Ils y sont entrés, alors quand et comment les en faire sortir ? Peut-être Sulzberger est-il en train de se creuser la tête pour trouver une réponse à la fois progressiste, sociétale, – et révolutionnaire certes. Bon vent, car lorsque cette jeunesse est en place, c’est comme des arapèdes sur un rocher ; et les termites grignotent le porte-drapeau du Système, le formidable New York Times qui est allé un anathème trop loin...

 

Notes

(*) On sait que le mot ‘woke’ (éveil, réveil, etc.) remplace dans l’argot révolutionnaire-postmoderne les mouvements de la diversité, de la “gauche postmoderne”, du progressisme-sociétal, l’antiracisme, etc., tout cela avec un peu de teinture révolutionnaire. “Woke-mob” pour les foules manifestantes du domaine.

(**) C’est en lisant le texte de Malic que nous apprenons que Weiss avait écrit en 2018 un article dénonçant l’IDW comme repaire d’intellectuels antiSystème ou tout comme.
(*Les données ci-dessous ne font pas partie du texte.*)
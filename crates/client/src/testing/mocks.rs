//! Mock implementations of the transport seam
//!
//! [`ScriptedTransport`] answers requests by URL path suffix. Each route has
//! a FIFO of one-shot responses, an optional fallback responder consulted
//! once the FIFO is empty, and an optional [`Gate`] that suspends matching
//! requests until released.

#![allow(clippy::missing_errors_doc)]
#![allow(clippy::missing_panics_doc)]

use std::collections::{HashMap, VecDeque};
use std::ops::Deref;
use std::sync::Arc;

use async_trait::async_trait;
use parking_lot::Mutex;
use tokio::sync::watch;

use crate::error::{AuthError, AuthResult};
use crate::http::{HttpRequest, HttpTransport, RawResponse, OAUTH_TOKEN_PARAM};

type Responder = Arc<dyn Fn(&HttpRequest) -> AuthResult<RawResponse> + Send + Sync>;

/// A request captured by [`ScriptedTransport`]
#[derive(Debug, Clone, PartialEq, Eq)]
pub struct RecordedRequest {
    /// Zero-based arrival order across all routes
    pub sequence: usize,
    pub request: HttpRequest,
}

impl RecordedRequest {
    /// Bearer token carried by the request, from the query or the form.
    #[must_use]
    pub fn bearer(&self) -> Option<String> {
        self.request
            .query_value(OAUTH_TOKEN_PARAM)
            .or_else(|| self.request.form_value(OAUTH_TOKEN_PARAM).map(str::to_string))
    }
}

impl Deref for RecordedRequest {
    type Target = HttpRequest;

    fn deref(&self) -> &Self::Target {
        &self.request
    }
}

/// Holds matching requests until [`Gate::release`] is called or the gate
/// is dropped.
#[derive(Debug)]
pub struct Gate {
    sender: watch::Sender<bool>,
}

impl Gate {
    pub fn release(&self) {
        self.sender.send_replace(true);
    }
}

#[derive(Default)]
struct Route {
    queued: VecDeque<AuthResult<RawResponse>>,
    fallback: Option<Responder>,
    gate: Option<watch::Receiver<bool>>,
}

/// Deterministic [`HttpTransport`] for tests
///
/// # Examples
///
/// ```
/// use authrelay_client::http::{HttpTransport, RawResponse, RequestEnvelope};
/// use authrelay_client::testing::ScriptedTransport;
///
/// # tokio_test::block_on(async {
/// let transport = ScriptedTransport::new();
/// transport.push_response("/api/2/me", RawResponse::new(200, r#"{"id":1}"#));
///
/// let request = RequestEnvelope::get("https://id.example.com/api/2/me").into_http_request("ua");
/// let response = transport.send(request).await.unwrap();
/// assert_eq!(response.status, 200);
/// assert_eq!(transport.request_count("/api/2/me"), 1);
/// # });
/// ```
#[derive(Default)]
pub struct ScriptedTransport {
    routes: Mutex<HashMap<String, Route>>,
    requests: Mutex<Vec<RecordedRequest>>,
}

impl std::fmt::Debug for ScriptedTransport {
    fn fmt(&self, f: &mut std::fmt::Formatter<'_>) -> std::fmt::Result {
        f.debug_struct("ScriptedTransport")
            .field("routes", &self.routes.lock().keys().cloned().collect::<Vec<_>>())
            .field("requests", &self.requests.lock().len())
            .finish()
    }
}

impl ScriptedTransport {
    /// Create a transport with no routes.
    #[must_use]
    pub fn new() -> Self {
        Self::default()
    }

    /// Queue a one-shot response for `path`.
    pub fn push_response(&self, path: &str, response: RawResponse) {
        self.routes.lock().entry(path.to_string()).or_default().queued.push_back(Ok(response));
    }

    /// Queue a one-shot transport failure for `path`.
    pub fn push_error(&self, path: &str, error: AuthError) {
        self.routes.lock().entry(path.to_string()).or_default().queued.push_back(Err(error));
    }

    /// Answer every request to `path` with `responder` once its queue is
    /// empty.
    pub fn respond_with<F>(&self, path: &str, responder: F)
    where
        F: Fn(&HttpRequest) -> AuthResult<RawResponse> + Send + Sync + 'static,
    {
        self.routes.lock().entry(path.to_string()).or_default().fallback = Some(Arc::new(responder));
    }

    /// Answer requests to `path` by the bearer token they carry: `accepted`
    /// gets `ok`, anything else gets a 401 `expired_token`.
    pub fn accept_bearer(&self, path: &str, accepted: &str, ok: RawResponse) {
        let accepted = accepted.to_string();
        self.respond_with(path, move |request| {
            let bearer = request
                .query_value(OAUTH_TOKEN_PARAM)
                .or_else(|| request.form_value(OAUTH_TOKEN_PARAM).map(str::to_string));
            if bearer.as_deref() == Some(accepted.as_str()) {
                Ok(ok.clone())
            } else {
                Ok(RawResponse::new(401, r#"{"error":"expired_token","error_code":401}"#))
            }
        });
    }

    /// Suspend requests to `path` until the returned gate is released.
    #[must_use]
    pub fn hold(&self, path: &str) -> Gate {
        let (sender, receiver) = watch::channel(false);
        self.routes.lock().entry(path.to_string()).or_default().gate = Some(receiver);
        Gate { sender }
    }

    /// All requests received so far, in arrival order.
    #[must_use]
    pub fn requests(&self) -> Vec<RecordedRequest> {
        self.requests.lock().clone()
    }

    /// Requests received for `path`, in arrival order.
    #[must_use]
    pub fn requests_to(&self, path: &str) -> Vec<RecordedRequest> {
        self.requests.lock().iter().filter(|r| r.path().ends_with(path)).cloned().collect()
    }

    /// Number of requests received for `path`.
    #[must_use]
    pub fn request_count(&self, path: &str) -> usize {
        self.requests.lock().iter().filter(|r| r.path().ends_with(path)).count()
    }

    /// Longest registered route that is a suffix of `path`.
    fn route_key(&self, path: &str) -> Option<String> {
        self.routes
            .lock()
            .keys()
            .filter(|key| path.ends_with(key.as_str()))
            .max_by_key(|key| key.len())
            .cloned()
    }
}

#[async_trait]
impl HttpTransport for ScriptedTransport {
    async fn send(&self, request: HttpRequest) -> AuthResult<RawResponse> {
        {
            let mut requests = self.requests.lock();
            let sequence = requests.len();
            requests.push(RecordedRequest { sequence, request: request.clone() });
        }

        let Some(key) = self.route_key(request.path()) else {
            return Err(AuthError::network(format!("no scripted route for {}", request.path())));
        };

        let gate = self.routes.lock().get(&key).and_then(|route| route.gate.clone());
        if let Some(mut gate) = gate {
            // A dropped gate releases its waiters.
            let _ = gate.wait_for(|open| *open).await;
        }

        let mut routes = self.routes.lock();
        let route = routes.entry(key).or_default();
        if let Some(result) = route.queued.pop_front() {
            return result;
        }
        match &route.fallback {
            Some(responder) => responder(&request),
            None => Err(AuthError::network(format!(
                "scripted responses exhausted for {}",
                request.path()
            ))),
        }
    }
}

#[cfg(test)]
mod tests {
    //! Unit tests for testing::mocks.
    use std::time::Duration;

    use super::*;
    use crate::http::RequestEnvelope;

    fn get(url: &str) -> HttpRequest {
        RequestEnvelope::get(url).into_http_request("ua")
    }

    /// Validates that queued responses are served before the fallback.
    #[tokio::test]
    async fn queue_then_fallback() {
        let transport = ScriptedTransport::new();
        transport.push_response("/me", RawResponse::new(500, ""));
        transport.respond_with("/me", |_| Ok(RawResponse::new(200, "{}")));

        assert_eq!(transport.send(get("https://x/api/me")).await.unwrap().status, 500);
        assert_eq!(transport.send(get("https://x/api/me")).await.unwrap().status, 200);
        assert_eq!(transport.send(get("https://x/api/me")).await.unwrap().status, 200);
        assert_eq!(transport.request_count("/me"), 3);
    }

    /// Validates that unknown routes fail with a network error.
    #[tokio::test]
    async fn unknown_route_is_network_error() {
        let transport = ScriptedTransport::new();
        let err = transport.send(get("https://x/nowhere")).await.unwrap_err();
        assert!(matches!(err, AuthError::Network { .. }));
        assert_eq!(transport.requests().len(), 1);
    }

    /// Validates that a held route waits for release.
    #[tokio::test]
    async fn gate_holds_until_released() {
        let transport = Arc::new(ScriptedTransport::new());
        transport.push_response("/token", RawResponse::new(200, "{}"));
        let gate = transport.hold("/token");

        let pending = {
            let transport = Arc::clone(&transport);
            tokio::spawn(async move { transport.send(get("https://x/token")).await })
        };

        tokio::time::sleep(Duration::from_millis(10)).await;
        assert!(!pending.is_finished());
        assert_eq!(transport.request_count("/token"), 1);

        gate.release();
        assert_eq!(pending.await.unwrap().unwrap().status, 200);
    }

    /// Validates bearer-based answers.
    #[tokio::test]
    async fn accept_bearer_route() {
        let transport = ScriptedTransport::new();
        transport.accept_bearer("/me", "new", RawResponse::new(200, r#"{"ok":true}"#));

        let stale = RequestEnvelope::get("https://x/me").with_bearer("old").into_http_request("ua");
        let fresh = RequestEnvelope::get("https://x/me").with_bearer("new").into_http_request("ua");

        assert_eq!(transport.send(stale).await.unwrap().status, 401);
        assert_eq!(transport.send(fresh).await.unwrap().status, 200);
        assert_eq!(transport.requests()[1].bearer().as_deref(), Some("new"));
    }
}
Or, il y a, comme on le lit, toute une correspondance, voire une manigance à l’occasion de la démission de Weiss, entre Weiss et Eric Weinstein, qui se présente comme l’un des créateurs de l’IDW. On lit aussi que Weinstein espère interviewer Weiss. Bref, les relations, qui se sont nouées dans l’hostilité, semblent avoir évolué..

(***) ‘L’erreur et l’orgueil, Penseurs de la gauche moderne’, Roger Scruton, L’Artilleur, Paris 2019.